For the preview of Maisìa, the fragrance opening the 2016 Collection, Gabriella Chieffo threw herself into an in-depth scientific study on the topic of “light and shadow”. The idea was to perpetuate the connection that has always linked the brand to art, bringing to life a unique installation giving shape to the immaterial.

The installation presented at Exsence 2016 was a sculpture of lights and shadows where the absence of material gives shape, an absence strongly stating its presence. The void therefore becomes full of signification and gives birth to an unprecedented artistic narrative. An extreme urban landscape frames the incredible sculpture of lights and shadows, rendering Maisìa’s story current and timeless. Maisìa, a woman of yesterday, today and tomorrow, who rises up as a symbol of women throughout time.

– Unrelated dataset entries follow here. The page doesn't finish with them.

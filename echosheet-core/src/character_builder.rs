//! Step-by-step character creation.
//!
//! Supplied values are validated and kept; anything left out is generated.

use crate::abilities::{AbilityScores, Skill};
use crate::character::Character;
use crate::engine::SheetEngine;
use crate::rules::{RuleTables, MAX_LEVEL};
use rand::Rng;
use std::collections::HashSet;
use thiserror::Error;
use tracing::debug;

/// Error from character building.
#[derive(Debug, Clone, PartialEq, Eq, Error)]
pub enum BuilderError {
    #[error("Missing required field: {0}")]
    MissingField(&'static str),

    #[error("Invalid attributes: {}", .0.join("; "))]
    InvalidAttributes(Vec<String>),

    #[error("Expected {expected} skills, got {got}")]
    InvalidSkillCount { expected: usize, got: usize },

    #[error("Invalid skills: {}", .0.join("; "))]
    InvalidSkills(Vec<String>),

    #[error("Invalid spell selection: {}", .0.join("; "))]
    InvalidSpells(Vec<String>),
}

/// Builder for new characters.
#[derive(Debug, Clone, Default)]
pub struct CharacterBuilder {
    name: Option<String>,
    race: Option<String>,
    class: Option<String>,
    background: Option<String>,
    level: Option<u32>,
    alignment: Option<String>,
    /// Point-buy scores before racial bonuses.
    attributes: Option<AbilityScores>,
    skills: Option<Vec<String>>,
    spells: Option<(Vec<String>, Vec<String>)>,
    playstyle: Option<String>,
    backstory: Option<String>,
}

impl CharacterBuilder {
    pub fn new() -> Self {
        Self::default()
    }

    pub fn name(mut self, name: impl Into<String>) -> Self {
        self.name = Some(name.into());
        self
    }

    pub fn race(mut self, race: impl Into<String>) -> Self {
        self.race = Some(race.into());
        self
    }

    pub fn class(mut self, class: impl Into<String>) -> Self {
        self.class = Some(class.into());
        self
    }

    pub fn background(mut self, background: impl Into<String>) -> Self {
        self.background = Some(background.into());
        self
    }

    /// Starting level, clamped to 1..=20.
    pub fn level(mut self, level: u32) -> Self {
        self.level = Some(level);
        self
    }

    pub fn alignment(mut self, alignment: impl Into<String>) -> Self {
        self.alignment = Some(alignment.into());
        self
    }

    /// Point-buy scores. Racial bonuses are added on build.
    pub fn attributes(mut self, scores: AbilityScores) -> Self {
        self.attributes = Some(scores);
        self
    }

    pub fn skills(mut self, skills: Vec<String>) -> Self {
        self.skills = Some(skills);
        self
    }

    pub fn spells(mut self, cantrips: Vec<String>, spells_known: Vec<String>) -> Self {
        self.spells = Some((cantrips, spells_known));
        self
    }

    /// Use a named preset for whatever is generated.
    pub fn playstyle(mut self, playstyle: impl Into<String>) -> Self {
        self.playstyle = Some(playstyle.into());
        self
    }

    pub fn backstory(mut self, backstory: impl Into<String>) -> Self {
        self.backstory = Some(backstory.into());
        self
    }

    pub fn build(self, engine: &SheetEngine) -> Result<Character, BuilderError> {
        self.build_with_rng(engine, &mut rand::thread_rng())
    }

    pub fn build_with_rng<R: Rng + ?Sized>(
        self,
        engine: &SheetEngine,
        rng: &mut R,
    ) -> Result<Character, BuilderError> {
        let name = required(self.name, "name")?;
        let race = required(self.race, "race")?;
        let class = required(self.class, "class")?;
        let background = required(self.background, "background")?;

        let autofill = engine.autofill();
        let mut character = Character::new(name, race, class, background);
        character.level = self.level.unwrap_or(1).clamp(1, MAX_LEVEL as u32) as u8;
        character.alignment = self.alignment.unwrap_or_default();
        character.background_story = self.backstory.unwrap_or_default();

        if let Some(scores) = self.attributes {
            let check = engine.validate_attributes(&scores);
            if !check.valid {
                return Err(BuilderError::InvalidAttributes(check.errors));
            }
            character.attributes = Some(autofill.apply_racial_bonus(scores, &character.race));
        }

        if let Some(skills) = self.skills {
            let errors = skill_errors(
                engine.rules(),
                &character.char_class,
                &character.background,
                &skills,
            );
            if !errors.is_empty() {
                return Err(BuilderError::InvalidSkills(errors));
            }
            let expected = engine
                .rules()
                .expected_skill_count(&character.char_class, &character.background);
            if skills.len() != expected {
                return Err(BuilderError::InvalidSkillCount {
                    expected,
                    got: skills.len(),
                });
            }
            character.skills = skills;
        }

        if let Some((cantrips, spells_known)) = self.spells {
            let check =
                engine.validate_spell_selection(&character.char_class, &cantrips, &spells_known);
            if !check.valid {
                return Err(BuilderError::InvalidSpells(check.errors));
            }
            character.cantrips = cantrips;
            character.spells_known = spells_known;
        }

        if let Some(playstyle) = self.playstyle.as_deref() {
            let bundle = autofill.suggestions_with_rng(
                &character.char_class,
                &character.background,
                &character.race,
                Some(playstyle),
                rng,
            );
            if character.attributes.is_none() {
                character.attributes = Some(bundle.attributes_with_race);
            }
            if character.skills.is_empty() {
                character.skills = bundle.skills;
            }
            if character.cantrips.is_empty() && character.spells_known.is_empty() {
                character.cantrips = bundle.cantrips;
                character.spells_known = bundle.spells_known;
            }
        }

        let report = autofill.fill_character_with_rng(&mut character, rng);
        debug!(character = %character.name, ?report, "Built character");
        character.add_to_history("Character created");
        Ok(character)
    }
}

fn required(value: Option<String>, field: &'static str) -> Result<String, BuilderError> {
    value
        .filter(|v| !v.trim().is_empty())
        .ok_or(BuilderError::MissingField(field))
}

/// One message per skill that is unknown, repeated, or not granted by the
/// background or offered by the class.
fn skill_errors(
    rules: &RuleTables,
    class: &str,
    background: &str,
    skills: &[String],
) -> Vec<String> {
    let granted = rules.background_skills(background);
    let options = rules.skill_options(class);
    let mut seen = HashSet::new();
    let mut errors = Vec::new();

    for name in skills {
        match Skill::from_name(name) {
            None => errors.push(format!("Unknown skill: {name}")),
            Some(skill) if !granted.contains(&skill) && !options.contains(&skill) => errors.push(
                format!("{name} is not available to a {class} with the {background} background"),
            ),
            Some(skill) if !seen.insert(skill) => errors.push(format!("Duplicate skill: {name}")),
            Some(_) => {}
        }
    }
    errors
}

#[cfg(test)]
mod tests {
    use super::*;
    use rand::rngs::StdRng;
    use rand::SeedableRng;

    fn base() -> CharacterBuilder {
        CharacterBuilder::new()
            .name("Gandalf")
            .race("Human")
            .class("Wizard")
            .background("Sage")
    }

    fn strings(items: &[&str]) -> Vec<String> {
        items.iter().map(|s| s.to_string()).collect()
    }

    #[test]
    fn test_build_generates_everything() {
        let engine = SheetEngine::default();
        let mut rng = StdRng::seed_from_u64(9);
        let c = base().build_with_rng(&engine, &mut rng).unwrap();
        assert_eq!(c.level, 1);
        assert_eq!(c.attributes.unwrap().intelligence, 16);
        assert_eq!(c.skills.len(), 4);
        assert_eq!(c.cantrips.len(), 3);
        assert_eq!(c.spells_known.len(), 6);
        assert_eq!(c.history_log.len(), 1);
        assert!(c.history_log[0].ends_with("Character created"));
    }

    #[test]
    fn test_missing_fields() {
        let engine = SheetEngine::default();
        let result = CharacterBuilder::new()
            .race("Human")
            .class("Wizard")
            .background("Sage")
            .build(&engine);
        assert_eq!(result.unwrap_err(), BuilderError::MissingField("name"));

        let result = base().background("  ").build(&engine);
        assert_eq!(result.unwrap_err(), BuilderError::MissingField("background"));
    }

    #[test]
    fn test_level_is_clamped() {
        let engine = SheetEngine::default();
        assert_eq!(base().level(0).build(&engine).unwrap().level, 1);
        let c = base().level(35).build(&engine).unwrap();
        assert_eq!(c.level, 20);
        assert_eq!(c.hit_dice, "20d6");
    }

    #[test]
    fn test_supplied_attributes_get_racial_bonus() {
        let engine = SheetEngine::default();
        let c = base()
            .attributes(AbilityScores::new(8, 14, 14, 15, 12, 8))
            .build(&engine)
            .unwrap();
        assert_eq!(c.attributes, Some(AbilityScores::new(9, 15, 15, 16, 13, 9)));
    }

    #[test]
    fn test_invalid_attributes_report_every_error() {
        let engine = SheetEngine::default();
        let err = base()
            .attributes(AbilityScores::new(18, 15, 15, 15, 15, 7))
            .build(&engine)
            .unwrap_err();
        match err {
            BuilderError::InvalidAttributes(errors) => assert!(errors.len() >= 3, "{errors:?}"),
            other => panic!("unexpected error {other:?}"),
        }
    }

    #[test]
    fn test_wrong_skill_count() {
        let engine = SheetEngine::default();
        let err = base()
            .skills(strings(&["Arcana", "History"]))
            .build(&engine)
            .unwrap_err();
        assert_eq!(err, BuilderError::InvalidSkillCount { expected: 4, got: 2 });
    }

    #[test]
    fn test_repeated_and_unknown_skills_are_rejected() {
        let engine = SheetEngine::default();
        let err = base()
            .skills(strings(&["Arcana", "Arcana", "Arcana", "Basket Weaving"]))
            .build(&engine)
            .unwrap_err();
        assert_eq!(
            err,
            BuilderError::InvalidSkills(strings(&[
                "Duplicate skill: Arcana",
                "Duplicate skill: Arcana",
                "Unknown skill: Basket Weaving",
            ]))
        );
    }

    #[test]
    fn test_skill_outside_class_and_background_is_rejected() {
        let engine = SheetEngine::default();
        // Stealth is neither a Wizard option nor a Sage grant
        let err = base()
            .skills(strings(&["Arcana", "History", "Insight", "Stealth"]))
            .build(&engine)
            .unwrap_err();
        match err {
            BuilderError::InvalidSkills(errors) => {
                assert_eq!(errors.len(), 1);
                assert!(errors[0].starts_with("Stealth is not available"));
            }
            other => panic!("unexpected error {other:?}"),
        }
    }

    #[test]
    fn test_supplied_skills_and_spells_are_kept() {
        let engine = SheetEngine::default();
        let c = base()
            .skills(strings(&["Arcana", "History", "Insight", "Religion"]))
            .spells(strings(&["Light"]), strings(&["Shield", "Sleep"]))
            .build(&engine)
            .unwrap();
        assert_eq!(c.skills[2], "Insight");
        assert_eq!(c.cantrips, strings(&["Light"]));
        assert_eq!(c.spells_known, strings(&["Shield", "Sleep"]));
    }

    #[test]
    fn test_invalid_spells() {
        let engine = SheetEngine::default();
        let err = base()
            .spells(strings(&["Fire Bolt", "Fire Bolt"]), Vec::new())
            .build(&engine)
            .unwrap_err();
        assert!(matches!(err, BuilderError::InvalidSpells(_)));
        assert!(err.to_string().contains("Duplicate cantrips"));
    }

    #[test]
    fn test_playstyle_drives_generation() {
        let engine = SheetEngine::default();
        let mut rng = StdRng::seed_from_u64(1);
        let c = base()
            .background("Noble")
            .playstyle("evoker")
            .build_with_rng(&engine, &mut rng)
            .unwrap();
        // evoker preset plus +1 everywhere for Humans
        assert_eq!(c.attributes, Some(AbilityScores::new(9, 11, 15, 16, 14, 13)));
        assert_eq!(c.skills, strings(&["History", "Persuasion", "Arcana", "Investigation"]));
        assert_eq!(c.cantrips[0], "Fire Bolt");
    }
}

Gabriella Chieffo had this to say about her new fragrance: “With the 2016 collection I wanted to celebrate the concept of woman, the extreme incarnation of femininity expressed through decisions of courage, of audacity. A woman who shuns her position of pawn as dealt by destiny and instead decides to make a destiny for herself, challenging conventions and comfortable decisions and taking on the cumbersome weight of complicated decisions and devastating feelings.

A woman wrapped up in life and love, soaked in light and shadow which in a dichotomous alternation tell the multifaceted complexity of her story.


Because the woman of the 2016 Collection is a difficult woman, a woman who instils fear because all she needs is herself. Even at the moment of surrender she wins and her principles survive. She is a woman that compensates for the weaknesses of others and, with her courage, demonstrates the cowardice incomplete men often conceal.

Violated femininity is a tale tragically performed on stage regardless of time and place; a story that does not discriminate by ethnicity, religion or belonging. The woman whose story I wanted to tell through my new fragrances therefore cuts through obscurity and pursues a painful process of lacerating the darkness, becoming a thundering shadow, a cry strongly affirming her existence and that she cannot be ignored. 

It is the cry of women who used to be burnt alive, it is the cry of women who are still burnt to death by prejudice, women trapped within the walls of the home, the lacerating cry of women who in some places are still executed in public in view of the hypocritical and defenceless world. It is the cry of shadows that make a sound, the cry of shadows that make light.”